Big(O) Space Usage Analysis

• Naive Approach:

  • Queue for level-order traversal: O(W), where W is the maximum width of the tree.
  • Storing level sums: O(M), where M is the number of levels.
  • Total: O(W + M). In the worst case, W = N and M = N. Therefore, O(N)

• Optimal Approach:

  • Queue for level-order traversal: O(W).
  • Min-heap: O(k).
  • Storing level sums: O(M), where M is the number of levels.
  • Total: O(W + k + M). In the worst case, W = N and M = N. Therefore, O(N + k) = O(N).

Edge Cases

1. Empty Tree:

   • If the input tree is empty (root is None), return -1.

2. k is greater than the number of levels:

   • If k is larger than the number of levels in the tree, return -1.

3. Large Tree:

   • The tree has a large number of nodes. The solution should handle large trees efficiently to avoid time limit exceeded errors.

4. Skewed Tree:

   • The tree is heavily skewed to one side.

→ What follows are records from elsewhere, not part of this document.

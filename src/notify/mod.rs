//! Notification collaborator
//!
//! Workflow completion and rejection fan out to interested parties
//! through this contract. Delivery is out of scope: failures are
//! surfaced as WARN logs by callers and never fail the workflow
//! transition.

use std::sync::Mutex;

use thiserror::Error;
use uuid::Uuid;

/// Result type for notification delivery.
pub type NotifyResult<T> = Result<T, NotifyError>;

/// Notification delivery errors. Never fatal.
#[derive(Debug, Clone, Error)]
pub enum NotifyError {
    #[error("Notification delivery failed: {0}")]
    Delivery(String),
}

/// Outbound workflow notifications.
#[derive(Debug, Clone, PartialEq, Eq)]
pub enum Notification {
    /// All steps approved; the document is unlocked.
    WorkflowCompleted {
        workflow_id: Uuid,
        document_id: Uuid,
        workflow_name: String,
    },
    /// A step was rejected; the workflow is parked OnHold.
    StepRejected {
        workflow_id: Uuid,
        document_id: Uuid,
        step_number: u32,
        revision_notes: Option<String>,
    },
}

/// Delivery contract.
pub trait Notifier: Send + Sync {
    /// Deliver a notification.
    fn notify(&self, notification: &Notification) -> NotifyResult<()>;
}

/// Discards all notifications.
#[derive(Debug, Default)]
pub struct NoopNotifier;

impl NoopNotifier {
    /// Create the discarding notifier.
    pub fn new() -> Self {
        Self
    }
}

impl Notifier for NoopNotifier {
    fn notify(&self, _notification: &Notification) -> NotifyResult<()> {
        Ok(())
    }
}

/// Records notifications for tests.
#[derive(Debug, Default)]
pub struct MemoryNotifier {
    sent: Mutex<Vec<Notification>>,
}

impl MemoryNotifier {
    /// Create an empty recorder.
    pub fn new() -> Self {
        Self::default()
    }

    /// All delivered notifications, in order.
    pub fn sent(&self) -> Vec<Notification> {
        self.sent.lock().expect("notifier lock poisoned").clone()
    }
}

impl Notifier for MemoryNotifier {
    fn notify(&self, notification: &Notification) -> NotifyResult<()> {
        self.sent
            .lock()
            .map_err(|_| NotifyError::Delivery("notifier lock poisoned".to_string()))?
            .push(notification.clone());
        Ok(())
    }
}

#[cfg(test)]
mod tests {
    use super::*;

    #[test]
    fn test_memory_notifier_records() {
        let notifier = MemoryNotifier::new();
        let notification = Notification::WorkflowCompleted {
            workflow_id: Uuid::new_v4(),
            document_id: Uuid::new_v4(),
            workflow_name: "Partner review".to_string(),
        };

        notifier.notify(&notification).unwrap();
        assert_eq!(notifier.sent(), vec![notification]);
    }

    #[test]
    fn test_noop_notifier_accepts_everything() {
        let notifier = NoopNotifier::new();
        assert!(notifier
            .notify(&Notification::StepRejected {
                workflow_id: Uuid::new_v4(),
                document_id: Uuid::new_v4(),
                step_number: 1,
                revision_notes: None,
            })
            .is_ok());
    }
}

The level-order traversal should still work correctly.

5. Negative Node Values:

   • The node values are negative. Ensure that the sum is calculated correctly, even with negative values.

6. Zero Node Values:

   • The node values are zero. Ensure that this does not cause any division by zero errors or incorrect sum calculations.

These edge cases are handled in both the naive and optimal approaches by the initial checks and the logic within the level-order traversal.